Caching Strategies in Go: Cache Stampede & Redis Guide

Implementing write-through and cache-aside patterns in Go using Redis Sentinel guarantees cache consistency and protects downstream SQL databases.

Prerequisite: Part 3 of the System Design Masterclass. Read Part 2: Load Balancing L4/L7 first.

What You’ll Learn That AI Won’t Tell You

XFetch Mathematical Constants: How to configure the scaling factor ($\beta$) in XFetch to balance background refresh CPU usage against cache miss rates.
Redis Memory Allocation Overhead: How Redis’s internal jemalloc allocator causes memory fragmentation, and why LRU evictions don’t immediately free up RAM.
Singleflight Leakage: The danger of singleflight lockups when backend queries hang indefinitely, and how to guard it using Go context timeouts.
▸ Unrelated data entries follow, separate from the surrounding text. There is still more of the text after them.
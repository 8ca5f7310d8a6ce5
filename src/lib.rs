pub mod catalog;
pub mod error;
pub mod runner;
pub mod settings;

// re-exports
pub use error::{Error, Result};
pub use runner::{RunOutcome, run};
pub use settings::ReportSettings;
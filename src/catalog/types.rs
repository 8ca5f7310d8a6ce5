//! Data structures produced by the catalog pipeline.
//!
//! These are the normalized shapes, not the raw models.dev schema: every field
//! has already been defaulted, so downstream stages never deal with absent
//! values. Serialized field names are the ones the report consumers expect.

use indexmap::IndexMap;
use serde::{Deserialize, Serialize};

/// Providers keyed by provider id, in catalog order.
pub type ProviderMap = IndexMap<String, Provider>;

/// A provider together with the models that survived parsing.
#[derive(Debug, Clone, PartialEq, Serialize, Deserialize)]
pub struct Provider {
    /// The provider id (top-level key in the catalog).
    pub id: String,

    /// Display name, the id when the catalog has none.
    pub name: String,

    /// API base identifier, empty when absent.
    pub api: String,

    /// Documentation URL, empty when absent.
    pub doc: String,

    /// Always equal to `models.len()`.
    pub model_count: usize,

    /// Models keyed by model id.
    pub models: IndexMap<String, Model>,
}

impl Provider {
    /// The model with the largest context window.
    ///
    /// The first model reaching the maximum wins. Returns None only for a
    /// provider without models, which the parser never produces.
    pub fn best_model(&self) -> Option<&Model> {
        self.models.values().fold(None, |best: Option<&Model>, model| match best {
            Some(current) if model.context_limit <= current.context_limit => Some(current),
            _ => Some(model),
        })
    }
}

/// A single model variant with its limits, capabilities and pricing.
#[derive(Debug, Clone, PartialEq, Serialize, Deserialize)]
pub struct Model {
    pub id: String,
    pub name: String,
    pub family: String,

    /// Maximum context window size in tokens.
    pub context_limit: u64,

    /// Maximum output tokens per request.
    pub output_limit: u64,

    pub knowledge_cutoff: String,
    pub release_date: String,

    pub reasoning: bool,
    pub tool_call: bool,
    pub temperature: bool,

    /// Cost per 1M input tokens.
    pub cost_input: f64,

    /// Cost per 1M output tokens.
    pub cost_output: f64,
}

/// Flattened benchmark configuration for one key provider.
#[derive(Debug, Clone, PartialEq, Serialize, Deserialize)]
pub struct ProviderConfig {
    /// Provider name used by the benchmark (e.g. `OPENAI`).
    pub mafia_provider: String,
    pub original_id: String,
    pub name: String,
    pub api: String,
    pub default_model: String,

    /// Display name of the highest-context model.
    pub best_model: String,
    pub best_model_context: u64,
    pub total_models: usize,
}

/// Counts written at the top of the report.
#[derive(Debug, Clone, Copy, PartialEq, Eq, Serialize, Deserialize)]
pub struct ReportSummary {
    pub total_providers: usize,
    pub key_providers: usize,
}

/// The document written to the report path.
#[derive(Debug, Clone, PartialEq, Serialize, Deserialize)]
pub struct Report {
    pub summary: ReportSummary,
    pub providers: ProviderMap,
    pub configs: Vec<ProviderConfig>,
}

impl Report {
    /// Assemble a report from the full provider count and the filtered stages.
    pub fn new(
        total_providers: usize,
        providers: ProviderMap,
        configs: Vec<ProviderConfig>,
    ) -> Self {
        Self {
            summary: ReportSummary {
                total_providers,
                key_providers: providers.len(),
            },
            providers,
            configs,
        }
    }
}
//! Error types for the catalog pipeline.

use std::path::PathBuf;

/// Errors that can occur while loading the catalog or writing the report.
#[derive(Debug, thiserror::Error)]
pub enum Error {
    /// I/O operation failed.
    #[error("I/O error: {0}")]
    Io(#[from] std::io::Error),

    /// JSON serialization/deserialization failed.
    #[error("JSON error: {0}")]
    Json(#[from] serde_json::Error),

    /// Input catalog does not exist.
    #[error("File not found: {}", .0.display())]
    InputNotFound(PathBuf),

    /// Report settings could not be built.
    #[error("Invalid settings: {0}")]
    Settings(String),
}

impl From<derive_builder::UninitializedFieldError> for Error {
    fn from(value: derive_builder::UninitializedFieldError) -> Self {
        Error::Settings(value.to_string())
    }
}

/// Result alias used across the crate.
pub type Result<T> = std::result::Result<T, Error>;
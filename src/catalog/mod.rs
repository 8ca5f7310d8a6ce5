//! Provider catalog pipeline for the Mafia AI benchmark.
//!
//! The catalog is a models.dev export: a JSON object keyed by provider id,
//! where each provider carries a `models` object keyed by model id. This
//! module turns it into a report in four stages:
//!
//! ```text
//! catalog JSON → parser → ProviderMap ─┬→ summary (stdout)
//!                                      └→ filter → configs → report JSON
//! ```
//!
//! - [`parser`]: lenient projection into [`Provider`] / [`Model`] records
//! - [`summary`]: ranked console output
//! - [`filter`]: key provider selection against a fixed allowlist
//! - [`configs`]: [`ProviderConfig`] generation from a fixed mapping table
//! - [`report`]: JSON report serialization
//!
//! # Example
//!
//! ```rust
//! use openrouter_catalog::catalog::{
//!     extract_key_providers, generate_provider_configs, parse_catalog_value,
//! };
//!
//! let data = serde_json::json!({
//!     "openai": {
//!         "name": "OpenAI",
//!         "models": { "gpt-x": { "limit": { "context": 200000 } } }
//!     },
//!     "acme": { "models": { "m1": {} } }
//! });
//!
//! let providers = parse_catalog_value(&data);
//! let key_providers = extract_key_providers(&providers);
//! let configs = generate_provider_configs(&key_providers);
//!
//! assert_eq!(providers.len(), 2);
//! assert_eq!(key_providers.len(), 1);
//! assert_eq!(configs[0].mafia_provider, "OPENAI");
//! assert_eq!(configs[0].best_model_context, 200000);
//! ```

pub mod configs;
pub mod filter;
pub mod parser;
pub mod report;
pub mod summary;
pub mod types;

pub use configs::{PROVIDER_MAPPING, generate_provider_configs, provider_mapping};
pub use filter::{KEY_PROVIDER_IDS, extract_key_providers, is_key_provider};
pub use parser::{parse_catalog, parse_catalog_value};
pub use report::{read_report, write_report};
pub use summary::{write_key_providers, write_summary};
pub use types::{Model, Provider, ProviderConfig, ProviderMap, Report, ReportSummary};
How Does Cache Stampede Happen?

Key Concept: Cache Stampede (thundering herd) occurs when a popular cached key expires and multiple concurrent goroutines simultaneously detect a cache miss — then all query the database simultaneously. The burst of duplicate DB queries can exceed connection pool capacity and cause cascading failure.

Anatomy of the Problem

sequenceDiagram
    participant G1 as Goroutine 1
    participant G2 as Goroutine 2
    participant G3 as Goroutine 3
    participant Cache as Redis Cache
    participant DB as PostgreSQL

    G1->>Cache: GET product:123
    Cache-->>G1: MISS
    G2->>Cache: GET product:123
    Cache-->>G2: MISS
    G3->>Cache: GET product:123
    Cache-->>G3: MISS

    Note over G1,DB: ❌ All 3 goroutines simultaneously query DB
    G1->>DB: SELECT * FROM products WHERE id=123
    G2->>DB: SELECT * FROM products WHERE id=123
    G3->>DB: SELECT * FROM products WHERE id=123
    Note over DB: DB overloaded with N identical queries for same key

During a Shopee Flash Sale, a single popular key can have thousands of goroutines simultaneously cache-missing → thousands of DB queries → DB crashes.

Solution 1: Singleflight (In-Process Deduplication)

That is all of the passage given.